• [TASK DETAILS]:
Filter the listing below down to the lines holding the word "WritePlan", and copy those lines.
--- EXERCISE INPUTS Enclosed Below ---
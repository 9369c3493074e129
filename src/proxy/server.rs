// src/proxy/server.rs
// Proxy state: configured backends plus the optional memory engine

use std::collections::HashMap;
use std::sync::Arc;

use serde_json::Value;
use tracing::{debug, warn};

use crate::engine::MemoryEngine;
use crate::inject::{inject, inject_prompt, render_memento};

use super::backend::{Backend, InboundRoute, ProxyConfig};
use super::filter::should_skip;

/// Shared state for the proxy server
#[derive(Clone)]
pub struct ProxyServer {
    /// Proxy configuration
    pub config: ProxyConfig,
    /// Initialized backends (keyed by config name)
    pub backends: Arc<HashMap<String, Backend>>,
    /// Memory engine; absent when no providers are configured, in which
    /// case requests pass through untouched
    engine: Option<Arc<MemoryEngine>>,
}

impl ProxyServer {
    pub fn new(config: ProxyConfig, engine: Option<Arc<MemoryEngine>>) -> Self {
        let mut backends = HashMap::new();
        for (name, backend_config) in &config.backends {
            if backend_config.is_usable() {
                backends.insert(name.clone(), Backend::new(backend_config.clone()));
            }
        }

        Self {
            config,
            backends: Arc::new(backends),
            engine,
        }
    }

    /// Get a backend: the override header, the configured default, or the
    /// only usable one.
    pub fn get_backend(&self, override_name: Option<&str>) -> Option<Backend> {
        if let Some(name) = override_name {
            return self.backends.get(name).cloned();
        }
        if let Some(name) = &self.config.default_backend {
            return self.backends.get(name).cloned();
        }
        if self.backends.len() == 1 {
            return self.backends.values().next().cloned();
        }
        None
    }

    /// Memory step for one request: skip-filter, retrieve, inject, and hand
    /// the turn to consolidation in the background. Retrieval failures are
    /// soft - the body is forwarded unmodified.
    pub async fn enrich(&self, body: &Value, route: InboundRoute) -> Value {
        let Some(engine) = &self.engine else {
            return body.clone();
        };
        let Some(text) = last_user_text(body) else {
            return body.clone();
        };
        if should_skip(&text, &self.config.skip_patterns) {
            debug!("skip pattern matched, bypassing retrieval");
            return body.clone();
        }

        // Consolidation happens off the request path
        let background = engine.clone();
        let note = text.clone();
        tokio::spawn(async move {
            if let Err(err) = background.consolidate_and_commit(&note).await {
                warn!(error = %err, "background consolidation failed");
            }
        });

        match engine.retrieve_for(&text).await {
            Ok(result) => {
                let memento = render_memento(&result);
                if route == InboundRoute::Generate {
                    inject_prompt(body, &memento)
                } else {
                    inject(body, &memento)
                }
            }
            Err(err) => {
                warn!(error = %err, "retrieval failed, forwarding without memento");
                body.clone()
            }
        }
    }

    /// Start the proxy server
    pub async fn run(self) -> anyhow::Result<()> {
        use super::routes;

        let addr = format!("{}:{}", self.config.host, self.config.port);
        let listener = tokio::net::TcpListener::bind(&addr).await?;

        tracing::info!("memento proxy listening on {}", addr);

        let app = routes::create_router(self);
        axum::serve(listener, app).await?;

        Ok(())
    }
}

/// Pull the text of the last user turn out of a request body: the last
/// `user` message for chat shapes, the `prompt` field for generate shapes.
pub fn last_user_text(body: &Value) -> Option<String> {
    if let Some(messages) = body.get("messages").and_then(|m| m.as_array()) {
        let last_user = messages
            .iter()
            .rev()
            .find(|m| m.get("role").and_then(|r| r.as_str()) == Some("user"))?;
        return match last_user.get("content") {
            Some(Value::String(s)) => Some(s.clone()),
            Some(Value::Array(blocks)) => {
                let text = blocks
                    .iter()
                    .filter(|b| b.get("type").and_then(|t| t.as_str()) == Some("text"))
                    .filter_map(|b| b.get("text").and_then(|t| t.as_str()))
                    .collect::<Vec<_>>()
                    .join("\n");
                if text.is_empty() { None } else { Some(text) }
            }
            _ => None,
        };
    }

    body.get("prompt")
        .and_then(|p| p.as_str())
        .map(|s| s.to_string())
}
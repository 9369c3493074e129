// src/graph/types.rs

use std::collections::HashSet;

use chrono::{DateTime, Utc};
use serde::{Deserialize, Serialize};
use uuid::Uuid;

/// A node in the knowledge graph representing a person, project, technology,
/// or other recurring subject. `name` is stored normalized; `degree` is the
/// number of memories linked to this entity and is maintained by the store.
#[derive(Debug, Clone, Serialize, Deserialize)]
pub struct Entity {
    pub id: Uuid,
    pub name: String,
    pub entity_type: String,
    pub embedding: Option<Vec<f32>>,
    pub degree: u32,
}

/// A consolidated fact. Never deleted: superseded memories get `invalid_at`
/// set and a successor row takes over.
#[derive(Debug, Clone, Serialize, Deserialize)]
pub struct Memory {
    pub id: Uuid,
    pub content: String,
    pub embedding: Vec<f32>,
    pub created_at: DateTime<Utc>,
    pub valid_at: Option<DateTime<Utc>>,
    pub invalid_at: Option<DateTime<Utc>>,
    pub about: HashSet<Uuid>,
}

impl Memory {
    /// A memory is live until something invalidates it.
    pub fn is_live(&self) -> bool {
        self.invalid_at.is_none()
    }
}

/// Which retrieval signal produced a score
#[derive(Debug, Clone, Copy, PartialEq, Eq, Serialize, Deserialize)]
#[serde(rename_all = "lowercase")]
pub enum ScoreSource {
    Vector,
    Fulltext,
    Graph,
    Fused,
}

impl ScoreSource {
    pub fn as_str(&self) -> &'static str {
        match self {
            ScoreSource::Vector => "vector",
            ScoreSource::Fulltext => "fulltext",
            ScoreSource::Graph => "graph",
            ScoreSource::Fused => "fused",
        }
    }
}

impl std::fmt::Display for ScoreSource {
    fn fmt(&self, f: &mut std::fmt::Formatter<'_>) -> std::fmt::Result {
        write!(f, "{}", self.as_str())
    }
}

/// A memory with its retrieval score and provenance
#[derive(Debug, Clone)]
pub struct ScoredMemory {
    pub memory: Memory,
    pub score: f32,
    pub source: ScoreSource,
    pub about_names: Vec<String>,
}

/// Per-source weights applied during fusion. All weights must be >= 0 with
/// at least one positive.
#[derive(Debug, Clone, Copy, Serialize, Deserialize)]
pub struct SourceWeights {
    pub vector: f32,
    pub fulltext: f32,
    pub graph: f32,
}

impl Default for SourceWeights {
    fn default() -> Self {
        Self {
            vector: 1.0,
            fulltext: 1.0,
            graph: 1.0,
        }
    }
}

impl SourceWeights {
    pub fn is_valid(&self) -> bool {
        let ws = [self.vector, self.fulltext, self.graph];
        ws.iter().all(|w| *w >= 0.0) && ws.iter().any(|w| *w > 0.0)
    }
}

/// A single retrieval request against the graph
#[derive(Debug, Clone)]
pub struct RetrievalQuery {
    pub text: String,
    pub embedding: Vec<f32>,
    pub k: usize,
    pub weights: SourceWeights,
}

/// Ranked retrieval output. Scores are non-increasing; at most `k` entries.
#[derive(Debug, Clone, Default)]
pub struct RetrievalResult {
    pub memories: Vec<ScoredMemory>,
    /// Sources that contributed (fewer than three under partial failure)
    pub sources_used: Vec<ScoreSource>,
}

impl RetrievalResult {
    pub fn is_empty(&self) -> bool {
        self.memories.is_empty()
    }
}

#[derive(Debug, Clone, Copy, PartialEq, Eq, Serialize, Deserialize)]
#[serde(rename_all = "UPPERCASE")]
pub enum EntityAction {
    Create,
    Match,
}

#[derive(Debug, Clone, Copy, PartialEq, Eq, Serialize, Deserialize)]
#[serde(rename_all = "UPPERCASE")]
pub enum MemoryAction {
    Add,
    Update,
    Skip,
}

/// Resolved decision for one extracted entity.
///
/// `id` is materialized when the plan is built: a fresh v7 id for CREATE,
/// the matched entity's id for MATCH. Replaying the same plan is a no-op
/// because the store applies by id.
#[derive(Debug, Clone, Serialize, Deserialize)]
pub struct EntityDecision {
    pub id: Uuid,
    pub name: String,
    pub entity_type: String,
    pub action: EntityAction,
    pub matched_id: Option<Uuid>,
    pub reason: String,
    #[serde(skip_serializing_if = "Option::is_none")]
    pub embedding: Option<Vec<f32>>,
}

/// Resolved decision for one extracted memory. For UPDATE the new row (under
/// `id`) supersedes `target_id`, which gets invalidated.
#[derive(Debug, Clone, Serialize, Deserialize)]
pub struct MemoryDecision {
    pub id: Uuid,
    pub content: String,
    pub action: MemoryAction,
    pub target_id: Option<Uuid>,
    pub reason: String,
    /// Normalized entity names this memory is about
    pub about: Vec<String>,
    #[serde(skip_serializing_if = "Option::is_none")]
    pub embedding: Option<Vec<f32>>,
    pub valid_at: Option<DateTime<Utc>>,
}

/// Counters observed while a consolidation run executes
#[derive(Debug, Clone, Default, Serialize, Deserialize)]
pub struct ConsolidationStats {
    pub llm_calls: u32,
    pub branch_a_ms: u64,
    pub branch_b_ms: u64,
    pub retried_decisions: u32,
    pub repaired_decisions: u32,
}

/// The full set of graph mutations produced by one consolidation run.
/// Application is idempotent: every CREATE/ADD carries its id.
#[derive(Debug, Clone, Serialize, Deserialize)]
pub struct WritePlan {
    pub entities: Vec<EntityDecision>,
    pub memories: Vec<MemoryDecision>,
    pub user_description: Option<String>,
    pub stats: ConsolidationStats,
}

impl WritePlan {
    pub fn is_empty(&self) -> bool {
        self.entities.is_empty() && self.memories.is_empty() && self.user_description.is_none()
    }
}

/// What actually changed when a plan was applied
#[derive(Debug, Clone, Default, PartialEq, Eq, Serialize, Deserialize)]
pub struct CommitStats {
    pub entities_created: usize,
    pub entities_matched: usize,
    pub memories_added: usize,
    pub memories_updated: usize,
    pub memories_skipped: usize,
}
--- End of Enclosed EXERCISE INPUTS ---
• [RESULT FOR THIS TASK]:
pub struct WritePlan {
impl WritePlan {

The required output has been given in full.